Nello stesso anno, alla morte del padre, ne ereditò il seggio al Parlamento siciliano, ove si batté con forza, nel 1802 e nel 1806, contro la corte borbonica e le somme dalla stessa pretese per il suo mantenimento a Palermo.
Nel 1810, con la Sicilia sotto tutela della flotta inglese nel Mediterraneo a seguito dei trattati “di alleanza e di sussidi” del 30 marzo 1808 e del 13 maggio 1809, appoggiò l’abate Paolo Balsamo nella richiesta di una più equa ripartizione del carico fiscale tra le diverse classi sociali e fu tra i promotori di una protesta contro gli editti governativi del 14 febbraio del 1811, coi quali furono espropriati e messi in vendita i beni della Chiesa e dei comuni.
Oramai apertamente indipendentista, venne arrestato il 20 luglio del 1811 e deportato a Favignana. Fu liberato sei mesi dopo, grazie all’intervento di Lord William Bentinck, comandante delle forze inglesi nell’isola.
Il 12 luglio del 1812 fu promulgata la nuova Costituzione siciliana da lui voluta e materialmente scritta, sul modello di quella inglese, dall’abate Balsamo. Costituzione che imponeva al sovrano ben precisi doveri, prevedeva la divisione dei poteri con attribuzione di quello legislativo a un Parlamento bicamerale, decretava l’abolizione di antichi privilegi baronali, sanciva la libertà di stampa e stabiliva diritti e doveri del cittadino.
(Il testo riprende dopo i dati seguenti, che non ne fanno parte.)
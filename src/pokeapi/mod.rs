pub mod source;
pub mod types;

pub use source::{
    species, starter_roster, CachedPokemonSource, InMemoryPokemonSource, PokemonDataSource,
};
pub use types::{species_id_from_url, BaseStat, PokemonDetails, SpeciesInfo, Sprites};
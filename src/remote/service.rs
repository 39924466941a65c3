use std::path::PathBuf;
use std::sync::{Arc, Mutex};
use std::time::Duration;

use async_trait::async_trait;
use chrono::Utc;
use tokio::time::Instant;
use tracing::{debug, error, info};

use super::event_config::{EventConfig, RemoteConfig};
use crate::error::RemoteConfigError;

#[async_trait]
pub trait RemoteConfigSource: Send + Sync {
    async fn fetch(&self) -> Result<RemoteConfig, RemoteConfigError>;
}

/// Reads the config document from a local JSON file.
pub struct JsonFileSource {
    path: PathBuf,
}

impl JsonFileSource {
    pub fn new(path: impl Into<PathBuf>) -> Self {
        Self { path: path.into() }
    }
}

#[async_trait]
impl RemoteConfigSource for JsonFileSource {
    async fn fetch(&self) -> Result<RemoteConfig, RemoteConfigError> {
        let raw = tokio::fs::read_to_string(&self.path).await?;
        Ok(serde_json::from_str(&raw)?)
    }
}

/// Serves a fixed document, or fails when there is none.
#[derive(Default)]
pub struct StaticConfigSource {
    config: Mutex<Option<RemoteConfig>>,
}

impl StaticConfigSource {
    pub fn new(config: Option<RemoteConfig>) -> Self {
        Self {
            config: Mutex::new(config),
        }
    }

    pub fn replace(&self, config: Option<RemoteConfig>) {
        *self.config.lock().unwrap_or_else(|e| e.into_inner()) = config;
    }
}

#[async_trait]
impl RemoteConfigSource for StaticConfigSource {
    async fn fetch(&self) -> Result<RemoteConfig, RemoteConfigError> {
        self.config
            .lock()
            .unwrap_or_else(|e| e.into_inner())
            .clone()
            .ok_or_else(|| RemoteConfigError::Fetch("no config available".to_string()))
    }
}

struct CachedConfig {
    config: RemoteConfig,
    fetched_at: Instant,
}

/// TTL cache in front of a [`RemoteConfigSource`].
///
/// Every read re-checks the event window. A failed fetch falls back to the
/// last good document, stale or not.
pub struct RemoteConfigService {
    source: Arc<dyn RemoteConfigSource>,
    ttl: Duration,
    cache: Mutex<Option<CachedConfig>>,
}

impl RemoteConfigService {
    pub fn new(source: Arc<dyn RemoteConfigSource>, ttl: Duration) -> Self {
        Self {
            source,
            ttl,
            cache: Mutex::new(None),
        }
    }

    pub async fn get(&self, force_refresh: bool) -> Option<RemoteConfig> {
        if !force_refresh {
            if let Some(config) = self.fresh_cached() {
                debug!("Using cached remote config");
                return Some(config.validated(Utc::now()));
            }
        }

        match self.source.fetch().await {
            Ok(config) => {
                info!(
                    "Fetched remote config, event: {}",
                    config
                        .current_event
                        .as_ref()
                        .map(|e| e.id.as_str())
                        .unwrap_or("none")
                );
                let validated = config.validated(Utc::now());
                *self.cache.lock().unwrap_or_else(|e| e.into_inner()) = Some(CachedConfig {
                    config: validated.clone(),
                    fetched_at: Instant::now(),
                });
                Some(validated)
            }
            Err(e) => {
                error!("Failed to fetch remote config: {}", e);
                self.any_cached().map(|config| config.validated(Utc::now()))
            }
        }
    }

    pub async fn active_event(&self) -> Option<EventConfig> {
        self.get(false).await?.active_event().cloned()
    }

    fn fresh_cached(&self) -> Option<RemoteConfig> {
        let cache = self.cache.lock().unwrap_or_else(|e| e.into_inner());
        cache
            .as_ref()
            .filter(|cached| cached.fetched_at.elapsed() < self.ttl)
            .map(|cached| cached.config.clone())
    }

    fn any_cached(&self) -> Option<RemoteConfig> {
        let cache = self.cache.lock().unwrap_or_else(|e| e.into_inner());
        cache.as_ref().map(|cached| cached.config.clone())
    }
}

#[cfg(test)]
mod tests {
    use super::*;
    use crate::remote::event_config::{EventBoosts, EventConfig};
    use std::sync::atomic::{AtomicUsize, Ordering};

    struct CountingSource {
        inner: StaticConfigSource,
        calls: AtomicUsize,
    }

    #[async_trait]
    impl RemoteConfigSource for CountingSource {
        async fn fetch(&self) -> Result<RemoteConfig, RemoteConfigError> {
            self.calls.fetch_add(1, Ordering::SeqCst);
            self.inner.fetch().await
        }
    }

    fn running_event(id: &str) -> RemoteConfig {
        RemoteConfig {
            current_event: Some(EventConfig {
                id: id.to_string(),
                is_event_running: true,
                title: "Test".into(),
                description: String::new(),
                image_url: None,
                start_date: None,
                end_date: None,
                boosts: Some(EventBoosts::default()),
                badge_url: None,
            }),
            default_probabilities: None,
            shop_listing_ids: None,
        }
    }

    #[tokio::test(start_paused = true)]
    async fn test_cache_respects_ttl() {
        let source = Arc::new(CountingSource {
            inner: StaticConfigSource::new(Some(running_event("a"))),
            calls: AtomicUsize::new(0),
        });
        let service = RemoteConfigService::new(source.clone(), Duration::from_secs(300));

        assert!(service.get(false).await.is_some());
        assert!(service.get(false).await.is_some());
        assert_eq!(source.calls.load(Ordering::SeqCst), 1);

        tokio::time::advance(Duration::from_secs(301)).await;
        assert!(service.get(false).await.is_some());
        assert_eq!(source.calls.load(Ordering::SeqCst), 2);

        assert!(service.get(true).await.is_some());
        assert_eq!(source.calls.load(Ordering::SeqCst), 3);
    }

    #[tokio::test]
    async fn test_failed_fetch_falls_back_to_last_good_copy() {
        let source = Arc::new(StaticConfigSource::new(Some(running_event("a"))));
        let service = RemoteConfigService::new(source.clone(), Duration::from_secs(300));
        assert_eq!(service.active_event().await.unwrap().id, "a");

        source.replace(None);
        let config = service.get(true).await.unwrap();
        assert_eq!(config.active_event().unwrap().id, "a");
    }

    #[tokio::test]
    async fn test_no_config_at_all() {
        let service =
            RemoteConfigService::new(Arc::new(StaticConfigSource::new(None)), Duration::from_secs(1));
        assert!(service.get(false).await.is_none());
        assert!(service.active_event().await.is_none());
    }

    #[tokio::test]
    async fn test_json_file_source() {
        let dir = std::env::temp_dir().join(format!("pokewalk-remote-{}", uuid::Uuid::new_v4()));
        tokio::fs::create_dir_all(&dir).await.unwrap();
        let path = dir.join("remote.json");
        tokio::fs::write(&path, serde_json::to_string(&running_event("file")).unwrap())
            .await
            .unwrap();

        let config = JsonFileSource::new(&path).fetch().await.unwrap();
        assert_eq!(config.current_event.unwrap().id, "file");
        assert!(JsonFileSource::new(dir.join("missing.json")).fetch().await.is_err());

        tokio::fs::remove_dir_all(&dir).await.unwrap();
    }
}
use std::sync::Arc;

use tracing::{info, warn};

use super::event_config::EventConfig;
use crate::persistence::{keys, StorageBackend};

/// Decides whether an active event still needs to be announced.
pub struct EventAnnouncer {
    storage: Arc<dyn StorageBackend>,
    last_seen: Option<String>,
}

impl EventAnnouncer {
    /// Reads the last acknowledged event id. A failed read behaves as if no
    /// event was ever seen.
    pub async fn load(storage: Arc<dyn StorageBackend>) -> Self {
        let last_seen = match storage.get(keys::LAST_SEEN_EVENT_ID).await {
            Ok(id) => id,
            Err(e) => {
                warn!("Failed to load last seen event id: {}", e);
                None
            }
        };
        Self { storage, last_seen }
    }

    pub fn last_seen(&self) -> Option<&str> {
        self.last_seen.as_deref()
    }

    pub fn should_announce(&self, active: Option<&EventConfig>) -> bool {
        match active {
            Some(event) => self.last_seen.as_deref() != Some(event.id.as_str()),
            None => false,
        }
    }

    /// Records the event as seen. The in-memory id updates even if the
    /// write fails.
    pub async fn mark_seen(&mut self, event: &EventConfig) {
        info!("Marking event {} as seen", event.id);
        self.last_seen = Some(event.id.clone());
        if let Err(e) = self
            .storage
            .set(keys::LAST_SEEN_EVENT_ID, event.id.clone())
            .await
        {
            warn!("Failed to save last seen event id: {}", e);
        }
    }
}

#[cfg(test)]
mod tests {
    use super::*;
    use crate::persistence::MemoryStorage;

    fn event(id: &str) -> EventConfig {
        EventConfig {
            id: id.to_string(),
            is_event_running: true,
            title: String::new(),
            description: String::new(),
            image_url: None,
            start_date: None,
            end_date: None,
            boosts: None,
            badge_url: None,
        }
    }

    #[tokio::test]
    async fn test_announces_each_event_once() {
        let storage = Arc::new(MemoryStorage::new());
        let mut announcer = EventAnnouncer::load(storage.clone()).await;
        let fire = event("fire-week");

        assert!(!announcer.should_announce(None));
        assert!(announcer.should_announce(Some(&fire)));
        announcer.mark_seen(&fire).await;
        assert!(!announcer.should_announce(Some(&fire)));
        assert!(announcer.should_announce(Some(&event("water-week"))));

        let reloaded = EventAnnouncer::load(storage).await;
        assert_eq!(reloaded.last_seen(), Some("fire-week"));
        assert!(!reloaded.should_announce(Some(&fire)));
    }

    #[tokio::test]
    async fn test_failed_write_keeps_in_memory_state() {
        let storage = Arc::new(MemoryStorage::new());
        storage.set_fail_writes(true);
        let mut announcer = EventAnnouncer::load(storage.clone()).await;
        let fire = event("fire-week");

        announcer.mark_seen(&fire).await;
        assert!(!announcer.should_announce(Some(&fire)));
        assert_eq!(storage.raw(keys::LAST_SEEN_EVENT_ID), None);
    }
}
Tornato re Ferdinando, nel 1814, il Parlamento siciliano non venne più convocato e la stessa Costituzione del 1812, seppure senza una formale abrogazione, cadde disattesa per la concomitante soppressione del Regno di Sicilia, l’8 dicembre del 1816, e la sua annessione al neonato, fantasioso, inverosimile e offensivo regno delle due sicilie.
Nel 1817, Carlo Cottone si ritirò definitamente a vita privata.
Dal 1816, quindi, la Sicilia non solo perdette la sua storica indipendenza durata ben 686 anni, dalla notte di Natale del 1130, con la proclamazione a re di Sicilia di Ruggero II d’Altavilla, ma si vide gravata da nuove tasse e balzelli, dall’imposizione di una fino ad allora sconosciuta leva obbligatoria, dallo stesso divieto di sventolare la propria storica bandiera.
Fu così che, nel mese di giugno del 1820, Palermo insorse!
Come ricorda Angelo Severino nel suo “La rivolta siciliana del 1820”, pubblicato su L’Ora Siciliana del 9 giugno 2019, in quei mesi di orgoglio e furore il popolo si rivolse a Carlo Cottone a che lo capitanasse. Citando le parole di Francesco Crispi, Angelo Severino ricorda:
«Il 18 luglio 1820 il popolo siciliano (spinto dalla carboneria a fondersi in quella menzogna geografica ch’era il Regno delle Due Sicilie) si volge al principe di Castelnuovo perché voglia capitanarlo; il vecchio patrizio, al vedere il tricolore sul petto dei cittadini, grida: Quella non è la coccarda siciliana! E volge loro le spalle.»
Carlo Cottone morì il 24 dicembre del 1829 a Palermo, la sua città, che nel 1873 gli dedicò una statua in Piazza Castelnuovo, meglio nota come Piazza Politeama. Statua che, posta davanti al Palchetto della Musica, guarda oggi in direzione di quell’altra, eretta in onore di Ruggero Settimo, il “padre della patria siciliana”, l’Inviolabile, colui che volle adempiere alle volontà di Carlo Cottone inaugurando, il 14 novembre del 1847, l’Istituto Agrario di Palermo, presso Villa Castelnuovo.
A N T U D U !
(alla siciliana, come mi hanno insegnato Pippo Scianò e Corrado Mirto, con la U finale al posto della O, espressione formalmente inesatta ma più vera e vicina al modo di esprimersi di un popolo fiero nei secoli, ma forse un po’ digiuno di Latino!)